In the weeks before I began teaching my literature course The Art of African Feminist Writing, I picked up Minna Salami’s new book Can Feminism Be African? The timing felt almost instructive. I was already thinking about how African feminists have, across generations, repeatedly returned to the question of what African feminism is, and Salami’s book enters that long, unfinished conversation with both clarity and restraint.
With this book, Salami positions herself within a lineage of feminist thought that is at once literary, political, and deeply personal. Buchi Emecheta once referred to “feminism with a small f,” grounded in the textures of everyday survival and lived experience. Chimamanda Ngozi Adichie, through We Should All Be Feminists, helped translate feminism into a global conversation. June Eric-Udorie’s Can We All Be Feminists? pushed that conversation toward intersectionality, while B. Camminga’s Feminism Is for Every Body further expanded its reach into queer and trans embodiment. Salami does not attempt to overwrite these interventions; instead, she reads alongside them, extending the line of questioning rather than concluding it.

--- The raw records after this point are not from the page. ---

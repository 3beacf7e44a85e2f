use std::borrow::Cow;
use std::error::Error;

use deliver_core::deliver::DeliverError;
use rmcp::model::{ErrorCode, ErrorData};

pub fn mcp_err(code: ErrorCode, message: impl Into<Cow<'static, str>>) -> ErrorData {
    ErrorData {
        code,
        message: message.into(),
        data: None,
    }
}

/// Renders an error and its source chain as a single line.
pub fn error_chain(err: &dyn Error) -> String {
    let mut rendered = err.to_string();
    let mut source = err.source();
    while let Some(cause) = source {
        rendered.push_str(": ");
        rendered.push_str(&cause.to_string());
        source = cause.source();
    }
    rendered
}

/// Maps a delivery failure onto the protocol error space. Bad input (config
/// and compose-file problems) becomes invalid-params; everything else is an
/// internal error.
pub fn map_deliver_err(err: DeliverError) -> ErrorData {
    let code = match &err {
        DeliverError::Config(_) | DeliverError::Load(_) => ErrorCode::INVALID_PARAMS,
        _ => ErrorCode::INTERNAL_ERROR,
    };
    mcp_err(code, error_chain(&err))
}
//! MCP surface for docker-deliver.
//!
//! This crate wires the deliver pipeline into rmcp tool handlers and exposes
//! the registry and server session that serve them over stdio or streamable
//! HTTP.

mod helpers;
mod trace_io;
pub mod registry;
pub mod server;
pub mod tools;

use rmcp::model::{CallToolResult, Content, Implementation, ServerCapabilities, ServerInfo};
use rmcp::{
    ErrorData,
    ServerHandler,
    handler::server::tool::ToolRouter,
    tool,
    tool_handler,
    tool_router,
};

const SERVER_INSTRUCTIONS: &str = r"docker-deliver packages a compose project for offline installation.

Call `deliver_compose_project` with the compose file paths and an output
directory. The tool builds every service that carries build instructions,
exports all referenced images into `images.tar`, and writes a
`docker-compose.generated.yaml` manifest in which every service is pinned
to a concrete image reference. Load the bundle on an offline host with
`docker load -i images.tar` followed by
`docker compose -f docker-compose.generated.yaml up`.

`health` returns `ok`.";

/// MCP service carrying the deliver tool routes and the server identity.
#[derive(Clone)]
pub struct DeliverMcp {
    tool_router: ToolRouter<Self>,
    server_name: String,
    server_version: String,
}

impl DeliverMcp {
    /// Creates a service with the core routes and the given identity.
    /// Provider routes are merged in through [`Self::add_router`].
    #[must_use]
    pub fn new(server_name: impl Into<String>, server_version: impl Into<String>) -> Self {
        Self {
            tool_router: Self::tool_router_core(),
            server_name: server_name.into(),
            server_version: server_version.into(),
        }
    }

    /// Merges an additional tool route set into this service.
    pub fn add_router(&mut self, router: ToolRouter<Self>) {
        self.tool_router = self.tool_router.clone() + router;
    }

    /// Names of the tools currently routed, in listing order.
    #[must_use]
    pub fn tool_names(&self) -> Vec<String> {
        self.tool_router
            .list_all()
            .into_iter()
            .map(|tool| tool.name.to_string())
            .collect()
    }
}

#[tool_router(router = tool_router_core, vis = "pub")]
impl DeliverMcp {
    #[tool(description = "Health check. Returns 'ok'.")]
    async fn health(&self) -> Result<CallToolResult, ErrorData> {
        Ok(CallToolResult::success(vec![Content::text("ok")]))
    }
}

#[tool_handler]
impl ServerHandler for DeliverMcp {
    fn get_info(&self) -> ServerInfo {
        ServerInfo {
            server_info: Implementation {
                name: self.server_name.clone(),
                version: self.server_version.clone(),
                ..Implementation::default()
            },
            instructions: Some(SERVER_INSTRUCTIONS.to_string()),
            capabilities: ServerCapabilities::builder()
                .enable_tools()
                .build(),
            ..Default::default()
        }
    }
}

Her feminism is both philosophical and affective. She invites us to think of Africa not only as a mapped and measurable continent, but as something more porous and unstable, an idea that circulates through language, memory, and imagination.
“Africa is not only a tangible place that we can map out,” she writes, “but also a non-material ‘place’ populated with beliefs, ideas, desires, emotions, and ideas that we have yet to articulate… In its totality, the Africa in African feminism is metaphysical. It is a metaphysical Africa.”

This framing allows Salami to shift African feminism away from purely institutional or policy-driven readings of gender justice. Instead of reducing feminist struggle to technocratic language or development frameworks, she resists what she sees as the flattening of lived experience into managerial categories.
“An African feminist political philosophy must unpack, deconstruct, dismantle, build and rebuild reality… Yet the structured understanding of empirical Africa encourages us to break down feminism into issues that can be ‘fixed,’ often through NGOs and development work. I am always left cold when policy-speak turns our struggles, dreams, and hopes into techno-bureaucratic jargon.”
Against this, Salami proposes a feminism that is animated by imagination rather than constrained by it, insisting that creativity is not ornamental but structurally necessary to feminist thought.
“The impulse to be inventive and creative may not seem apt for the serious nature of the issues African feminism addresses,” she writes, “however, rigid and dogmatic certainties lie at the root of domination and stagnation… To understand any topic deeply, we need to enliven the faculty of the imagination.”
Imagination, in this sense, becomes a political faculty, a way of refusing the limits imposed by inherited systems of meaning. The book repeatedly returns to this tension between structure and possibility, between what has been historically fixed and what might still be reconfigured.
This becomes especially visible in Salami’s engagement with binaries that have shaped both feminist and postcolonial discourse, including the separation of Africa and Europe, masculinity and femininity, tradition and modernity. Rather than attempting to resolve these oppositions, she examines how they continue to organise thought and constrain perception, asking what becomes possible when they are loosened rather than reinforced.
The final chapter, “The Pedagogy of Shakara,” offers the book’s most vivid conceptual gesture. Shakara, a Nigerian term associated with confidence, flair, and performative self-assurance, is reframed here not as superficiality but as a feminist mode of being. It becomes a way of inhabiting the world with joy that refuses apology, and with presence that resists diminishment.
In Salami’s hands, shakara is not excess but method, a form of self-possession that interrupts patriarchal expectations of restraint and legibility. It is also where the book’s intellectual argument meets its emotional register most directly, suggesting that refusal can also be pleasurable, embodied, and expressive.
By the time the book closes, what remains is not a definitive answer to its titular question, but a more deliberate suspension of closure itself. Can Feminism Be African? does not attempt to stabilise either “Africa” or “feminism” into fixed categories. Instead, it treats both as ongoing sites of thought, shaped by disagreement, revision, and imaginative expansion.

If there is a hesitation to be noted, it lies in the expectation generated by the book’s title, which suggests a sweeping redefinition where the text itself offers something more meditative and exploratory. Yet this restraint is also part of its method. Rather than delivering a singular theoretical intervention, Salami offers a sustained reflection on how feminist thought might remain open, responsive, and unsettled.
In a moment where political language often gravitates toward resolution, measurement, and closure, Can Feminism Be African? insists instead on the value of staying with the question, and on the generative potential of refusing to exhaust it.